There are a few issues already cataloged that might be relevant:
@yanliu-chn just merged your pull request.
If I understand correctly, we basically want this portion of the hyperspectral code:
print 'extracting metadata in cdl format'
+ metaFilePath = outFilePath + '.cdl'
+ with open(metaFilePath, 'w') as fmeta:
+ subprocess.call('ncks', '--cdl', '-m', '-M', outFilePath], stdout=fmeta)
+ if os.path.exists(metaFilePath):
+ extractors.upload_file_to_dataset(filepath=metaFilePath, parameters=parameters)
+
+ print 'extracting metadata in xml format'
+ metaFilePath = outFilePath + '.xml'
+ with open(metaFilePath, 'w') as fmeta:
+ subprocess.call('ncks', '--xml', '-m', '-M', outFilePath], stdout=fmeta)
+ if os.path.exists(metaFilePath):
+ extractors.upload_file_to_dataset(filepath=metaFilePath, parameters=parameters)
...to go into a separate extractor, since the hyperspectral extractor is not the only one generating .nc files. I think we want to write an extractor that triggers on any .nc file in Clowder and calls
ncks -xml ...
ncks -cdl ...
Have we solved the XML -> JSON or CDL -> JSON piece, or not yet?
@max-zilla If this is the case, I think we should wrap this as a function for other extractors to call.
ToJSON function is being considered by Charlie and his team. We don't have a good solution so far.

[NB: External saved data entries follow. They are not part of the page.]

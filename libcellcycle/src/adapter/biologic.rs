use super::{optional, required, Format};
use crate::error::AdapterError;
use crate::sample::{ChargeReading, Recording, Sample};
use crate::state::{SignConvention, StateRule};
use crate::table::RawTable;

const VOLTAGE: &[&str] = &["Ewe/V"];
const TIME: &[&str] = &["time/s"];
const HALF_CYCLE_CHARGE: &[&str] = &["Q charge/discharge/mA.h"];
const INCREMENT: &[&str] = &["dQ/mA.h", "dq/mA.h"];
const CUMULATIVE: &[&str] = &["(Q-Qo)/C"];
const CURRENT: &[&str] = &["I/mA", "<I>/mA"];

const COULOMBS_PER_MILLIAMP_HOUR: f64 = 3.6;

pub(super) fn matches(table: &RawTable) -> bool {
    table.first_present(VOLTAGE).is_some()
}

pub(super) fn translate(table: &RawTable) -> Result<Recording, AdapterError> {
    let format = Format::BiologicBinary;
    let voltage = required(table, format, VOLTAGE)?;
    let time = optional(table, TIME)?;
    let half_cycle_charge = optional(table, HALF_CYCLE_CHARGE)?;
    let increment = optional(table, INCREMENT)?;

    // Exports do not always carry the current, so it is rebuilt from the charge passed over
    // each time step. Failing that, the state comes from the voltage direction.
    let (current, state_rule) = match (&time, &increment, &half_cycle_charge) {
        (Some(t), Some(dq), _) => (derived_current(dq, t), StateRule::default()),
        (Some(t), None, Some(q)) => (derived_current(&diff(q, 0.0), t), StateRule::default()),
        _ => match optional(table, CURRENT)? {
            Some(measured) => (
                measured,
                StateRule::VoltageDelta(SignConvention::default()),
            ),
            None => {
                return Err(AdapterError::MissingColumn {
                    format: format.name(),
                    column: CURRENT[0],
                })
            }
        },
    };

    let charge: Vec<ChargeReading> = if let Some(q) = half_cycle_charge {
        q.into_iter().map(ChargeReading::HalfCycle).collect()
    } else if let Some(dq) = increment {
        dq.into_iter().map(ChargeReading::Increment).collect()
    } else if let Some(q) = optional(table, CUMULATIVE)? {
        q.into_iter()
            .map(|c| ChargeReading::Cumulative(c / COULOMBS_PER_MILLIAMP_HOUR))
            .collect()
    } else {
        return Err(AdapterError::NoChargeSignal {
            format: format.name(),
        });
    };

    let mut samples: Vec<Sample> = voltage
        .iter()
        .zip(charge)
        .zip(&current)
        .enumerate()
        .map(|(i, ((v, q), c))| Sample::new(i as u64, *v, q).with_current(*c))
        .collect();
    if let Some(time) = time {
        for (sample, t) in samples.iter_mut().zip(time) {
            sample.time = Some(t);
        }
    }
    Ok(Recording::new(format, state_rule, samples))
}

/// Differences with a value prepended, so the first element is `values[0] - first`
fn diff(values: &[f64], first: f64) -> Vec<f64> {
    let mut previous = first;
    values
        .iter()
        .map(|v| {
            let d = v - previous;
            previous = *v;
            d
        })
        .collect()
}

/// Current in mA from charge increments (mAh) over time steps (s)
fn derived_current(increment: &[f64], time: &[f64]) -> Vec<f64> {
    let dt = diff(time, 0.0);
    let mut current: Vec<f64> = increment
        .iter()
        .zip(&dt)
        .map(|(dq, dt)| dq / (dt / 3600.0))
        .collect();
    if let Some(first) = current.first_mut() {
        if first.is_nan() {
            *first = 0.0;
        }
    }
    current
}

@yanliu-chn I don't think we need the extractors to call this function - the function just creates XML and CDL metadata files from any netCDF file. we set this up to trigger on netCDF files being added to clowder, and that way it can process both .nc files from extractors and .nc files that people upload manually.
@yanliu-chn https://github.com/terraref/extractors-metadata/tree/master/netcdf FYI.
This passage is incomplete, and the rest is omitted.